(Saved entries)

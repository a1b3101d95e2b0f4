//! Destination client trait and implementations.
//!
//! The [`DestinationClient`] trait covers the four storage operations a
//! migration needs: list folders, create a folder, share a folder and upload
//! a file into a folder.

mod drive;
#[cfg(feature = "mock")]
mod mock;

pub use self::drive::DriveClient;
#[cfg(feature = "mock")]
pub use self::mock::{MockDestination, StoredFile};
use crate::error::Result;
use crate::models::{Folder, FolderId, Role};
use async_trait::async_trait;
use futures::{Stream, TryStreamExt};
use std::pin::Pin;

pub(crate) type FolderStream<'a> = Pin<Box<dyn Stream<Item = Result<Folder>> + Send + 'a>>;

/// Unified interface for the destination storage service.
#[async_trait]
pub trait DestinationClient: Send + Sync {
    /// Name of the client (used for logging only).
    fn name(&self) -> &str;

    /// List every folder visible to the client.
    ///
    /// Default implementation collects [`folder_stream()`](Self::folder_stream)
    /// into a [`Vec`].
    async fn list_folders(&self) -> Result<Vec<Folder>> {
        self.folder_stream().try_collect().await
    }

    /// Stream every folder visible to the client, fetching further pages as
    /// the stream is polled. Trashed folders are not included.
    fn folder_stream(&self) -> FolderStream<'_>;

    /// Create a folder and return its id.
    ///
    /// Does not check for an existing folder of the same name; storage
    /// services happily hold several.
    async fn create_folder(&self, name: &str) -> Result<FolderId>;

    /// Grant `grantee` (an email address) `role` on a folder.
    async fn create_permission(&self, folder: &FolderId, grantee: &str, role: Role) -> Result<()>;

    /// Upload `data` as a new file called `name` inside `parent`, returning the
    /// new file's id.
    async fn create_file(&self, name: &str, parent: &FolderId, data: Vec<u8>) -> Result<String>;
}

- [WHAT YOU WILL DO]:
Only the number is wanted. Count the lines above that include the word "every".

- [RESPONSE]:
2